- EXERCISE PROMPT
Among the entries below, please repeat exactly and only the lines from the line containing "use pretty_assertions::assert_eq;" to the line containing "hour 0's 600.", both lines included.

- SUPPLIED ENTRIES
'''

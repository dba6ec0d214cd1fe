use serde::{Deserialize, Serialize};

use crate::types::{Channel, DUTY_MAX};

pub const HOURS_PER_DAY: usize = 24;

/// Factory day curve, one (white, blue, purple) set-point per hour.
/// Dark overnight, sunrise ramp from 09:00, full output at noon,
/// stepping back down through the evening.
pub const DEFAULT_DAY_CURVE: [[u16; 3]; HOURS_PER_DAY] = [
    [0, 0, 0],          // 00
    [0, 0, 0],          // 01
    [0, 0, 0],          // 02
    [0, 0, 0],          // 03
    [0, 0, 0],          // 04
    [0, 0, 0],          // 05
    [0, 0, 0],          // 06
    [0, 0, 0],          // 07
    [0, 0, 0],          // 08
    [200, 200, 0],      // 09
    [500, 500, 200],    // 10
    [900, 900, 300],    // 11
    [1000, 1000, 1000], // 12
    [1000, 1000, 800],  // 13
    [900, 900, 500],    // 14
    [800, 800, 300],    // 15
    [700, 800, 300],    // 16
    [600, 800, 300],    // 17
    [500, 800, 300],    // 18
    [400, 400, 250],    // 19
    [300, 300, 300],    // 20
    [0, 0, 0],          // 21
    [0, 0, 0],          // 22
    [0, 0, 0],          // 23
];

/// A single accepted schedule mutation, handed to the persistence
/// collaborator as a write-through record.
#[derive(Debug, Clone, Copy, PartialEq, Eq, Serialize)]
pub struct ScheduleDelta {
    pub hour: u8,
    pub channel: Channel,
    pub value: u16,
}

/// Persisted per-hour override. An absent field is the "unset"
/// sentinel: the factory value for that channel stays in effect.
#[derive(Debug, Clone, Copy, Default, PartialEq, Eq, Serialize, Deserialize)]
pub struct HourOverride {
    #[serde(default, skip_serializing_if = "Option::is_none")]
    pub white: Option<u16>,
    #[serde(default, skip_serializing_if = "Option::is_none")]
    pub blue: Option<u16>,
    #[serde(default, skip_serializing_if = "Option::is_none")]
    pub purple: Option<u16>,
}

impl HourOverride {
    pub fn is_empty(&self) -> bool {
        self.white.is_none() && self.blue.is_none() && self.purple.is_none()
    }

    pub fn channel(&self, channel: Channel) -> Option<u16> {
        match channel {
            Channel::White => self.white,
            Channel::Blue => self.blue,
            Channel::Purple => self.purple,
        }
    }

    pub fn set(&mut self, channel: Channel, value: u16) {
        match channel {
            Channel::White => self.white = Some(value),
            Channel::Blue => self.blue = Some(value),
            Channel::Purple => self.purple = Some(value),
        }
    }
}

/// The 24-hour brightness program. Always holds exactly 24 entries;
/// mutation goes through `set_channel`, which clamps values and
/// silently drops invalid hours (best-effort control loop, never an
/// error path).
#[derive(Debug, Clone, PartialEq, Eq)]
pub struct ScheduleTable {
    entries: [[u16; 3]; HOURS_PER_DAY],
}

impl Default for ScheduleTable {
    fn default() -> Self {
        Self {
            entries: DEFAULT_DAY_CURVE,
        }
    }
}

impl ScheduleTable {
    pub fn entries(&self) -> &[[u16; 3]; HOURS_PER_DAY] {
        &self.entries
    }

    /// Set-points for the given hour of day. Out-of-range hours wrap,
    /// which also serves the `(hour + 1) % 24` midnight rollover.
    pub fn get(&self, hour: u8) -> [u16; 3] {
        self.entries[hour as usize % HOURS_PER_DAY]
    }

    /// Store one channel set-point. The value is clamped to the duty
    /// range before storage; an invalid hour leaves the table
    /// untouched and produces no delta.
    pub fn set_channel(&mut self, hour: i32, channel: Channel, value: u16) -> Option<ScheduleDelta> {
        if !(0..HOURS_PER_DAY as i32).contains(&hour) {
            return None;
        }

        let clamped = value.min(DUTY_MAX);
        self.entries[hour as usize][channel.index()] = clamped;
        Some(ScheduleDelta {
            hour: hour as u8,
            channel,
            value: clamped,
        })
    }

    /// Overlay persisted overrides onto the factory curve, called once
    /// at startup. Values are clamped the same way runtime updates are.
    pub fn apply_override(&mut self, hour: u8, overrides: HourOverride) {
        if hour as usize >= HOURS_PER_DAY {
            return;
        }
        for channel in Channel::ALL {
            if let Some(value) = overrides.channel(channel) {
                self.entries[hour as usize][channel.index()] = value.min(DUTY_MAX);
            }
        }
    }

    /// Restore the factory curve. Idempotent; clearing the persisted
    /// overrides is the store's job and happens independently.
    pub fn reset(&mut self) {
        self.entries = DEFAULT_DAY_CURVE;
    }

    /// Interpolated duties for the three channels at the given time.
    /// Each channel ramps independently from this hour's set-point
    /// toward the next hour's, by `minute / 60` of the way; preview
    /// forces the ramp to completion so the target hour shows at full
    /// value immediately.
    pub fn channel_duties(&self, hour: u8, minute: u8, preview_active: bool) -> [u16; 3] {
        let start = self.get(hour);
        let end = self.get(hour.wrapping_add(1) % HOURS_PER_DAY as u8);

        let progress = if preview_active {
            1.0
        } else {
            f32::from(minute % 60) / 60.0
        };

        let mut duties = [0u16; 3];
        for (i, duty) in duties.iter_mut().enumerate() {
            *duty = ramp(start[i], end[i], progress);
        }
        duties
    }
}

/// Directional ramp between two set-points. Truncates toward zero so
/// a rising ramp never overshoots `end` and a falling ramp never
/// undershoots it. For any `progress` in [0, 1] the result stays
/// between the two set-points.
fn ramp(start: u16, end: u16, progress: f32) -> u16 {
    let start = i32::from(start);
    let end = i32::from(end);

    let value = if end > start {
        start + (progress * (end - start) as f32) as i32
    } else if end < start {
        start - (progress * (start - end) as f32) as i32
    } else {
        start
    };

    value.clamp(0, i32::from(DUTY_MAX)) as u16
}

#[cfg(test)]
mod tests {
    use pretty_assertions::assert_eq;

    use super::*;

    #[test]
    fn minute_zero_yields_start_values_exactly() {
        let table = ScheduleTable::default();

        assert_eq!(table.channel_duties(9, 0, false), [200, 200, 0]);
        assert_eq!(table.channel_duties(12, 0, false), [1000, 1000, 1000]);
    }

    #[test]
    fn ramp_is_directionally_monotone_and_bounded() {
        let table = ScheduleTable::default();

        // 09:00 -> 10:00 rises 200 -> 500 on white.
        let mut previous = 0;
        for minute in 0..60 {
            let [white, _, _] = table.channel_duties(9, minute, false);
            assert!(white >= 200 && white <= 500);
            assert!(white >= previous);
            previous = white;
        }

        // 13:00 -> 14:00 falls 800 -> 500 on purple.
        let mut previous = DUTY_MAX;
        for minute in 0..60 {
            let [_, _, purple] = table.channel_duties(13, minute, false);
            assert!(purple >= 500 && purple <= 800);
            assert!(purple <= previous);
            previous = purple;
        }
    }

    #[test]
    fn midpoint_of_rising_hour_is_halfway() {
        let table = ScheduleTable::default();

        // 10:30 sits halfway between {500,500,200} and {900,900,300}.
        assert_eq!(table.channel_duties(10, 30, false), [700, 700, 250]);
    }

    #[test]
    fn equal_set_points_hold_steady_all_hour() {
        let table = ScheduleTable::default();

        for minute in [0, 17, 42, 59] {
            assert_eq!(table.channel_duties(2, minute, false), [0, 0, 0]);
        }
    }

    #[test]
    fn preview_forces_full_progress() {
        let table = ScheduleTable::default();

        // Preview at virtual hour 11 shows hour 12's full values.
        assert_eq!(table.channel_duties(11, 0, true), [1000, 1000, 1000]);
    }

    #[test]
    fn hour_23_wraps_to_midnight() {
        let mut table = ScheduleTable::default();
        table.set_channel(0, Channel::White, 600);

        // 23:30 ramps white halfway from 0 toward hour 0's 600.
        assert_eq!(table.channel_duties(23, 30, false), [300, 0, 0]);
    }

    #[test]
    fn set_channel_clamps_to_duty_range() {
        let mut table = ScheduleTable::default();

        let delta = table.set_channel(9, Channel::White, 1500).unwrap();
        assert_eq!(
            delta,
            ScheduleDelta {
                hour: 9,
                channel: Channel::White,
                value: 1000
            }
        );
        assert_eq!(table.get(9), [1000, 200, 0]);
    }

    #[test]
    fn invalid_hour_is_a_silent_no_op() {
        let mut table = ScheduleTable::default();
        let before = table.clone();

        assert_eq!(table.set_channel(-1, Channel::White, 500), None);
        assert_eq!(table.set_channel(24, Channel::Blue, 500), None);
        assert_eq!(table, before);
    }

    #[test]
    fn overrides_round_trip_through_the_persisted_form() {
        let mut written = ScheduleTable::default();
        let mut overrides = HourOverride::default();
        for (channel, value) in [
            (Channel::White, 111),
            (Channel::Blue, 222),
            (Channel::Purple, 333),
        ] {
            let delta = written.set_channel(7, channel, value).unwrap();
            overrides.set(delta.channel, delta.value);
        }

        let mut loaded = ScheduleTable::default();
        loaded.apply_override(7, overrides);

        assert_eq!(loaded, written);
    }

    #[test]
    fn apply_override_clamps_and_ignores_bad_hours() {
        let mut table = ScheduleTable::default();
        table.apply_override(
            3,
            HourOverride {
                white: Some(4000),
                blue: None,
                purple: Some(10),
            },
        );
        table.apply_override(24, HourOverride::default());

        assert_eq!(table.get(3), [1000, 0, 10]);
    }

    #[test]
    fn reset_is_idempotent() {
        let mut table = ScheduleTable::default();
        table.set_channel(12, Channel::Purple, 1);

        table.reset();
        assert_eq!(table, ScheduleTable::default());
        table.reset();
        assert_eq!(table, ScheduleTable::default());
    }
}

'''

- ANSWER FOR THIS EXERCISE
    use pretty_assertions::assert_eq;

    use super::*;

    #[test]
    fn minute_zero_yields_start_values_exactly() {
        let table = ScheduleTable::default();

        assert_eq!(table.channel_duties(9, 0, false), [200, 200, 0]);
        assert_eq!(table.channel_duties(12, 0, false), [1000, 1000, 1000]);
    }

    #[test]
    fn ramp_is_directionally_monotone_and_bounded() {
        let table = ScheduleTable::default();

        // 09:00 -> 10:00 rises 200 -> 500 on white.
        let mut previous = 0;
        for minute in 0..60 {
            let [white, _, _] = table.channel_duties(9, minute, false);
            assert!(white >= 200 && white <= 500);
            assert!(white >= previous);
            previous = white;
        }

        // 13:00 -> 14:00 falls 800 -> 500 on purple.
        let mut previous = DUTY_MAX;
        for minute in 0..60 {
            let [_, _, purple] = table.channel_duties(13, minute, false);
            assert!(purple >= 500 && purple <= 800);
            assert!(purple <= previous);
            previous = purple;
        }
    }

    #[test]
    fn midpoint_of_rising_hour_is_halfway() {
        let table = ScheduleTable::default();

        // 10:30 sits halfway between {500,500,200} and {900,900,300}.
        assert_eq!(table.channel_duties(10, 30, false), [700, 700, 250]);
    }

    #[test]
    fn equal_set_points_hold_steady_all_hour() {
        let table = ScheduleTable::default();

        for minute in [0, 17, 42, 59] {
            assert_eq!(table.channel_duties(2, minute, false), [0, 0, 0]);
        }
    }

    #[test]
    fn preview_forces_full_progress() {
        let table = ScheduleTable::default();

        // Preview at virtual hour 11 shows hour 12's full values.
        assert_eq!(table.channel_duties(11, 0, true), [1000, 1000, 1000]);
    }

    #[test]
    fn hour_23_wraps_to_midnight() {
        let mut table = ScheduleTable::default();
        table.set_channel(0, Channel::White, 600);

        // 23:30 ramps white halfway from 0 toward hour 0's 600.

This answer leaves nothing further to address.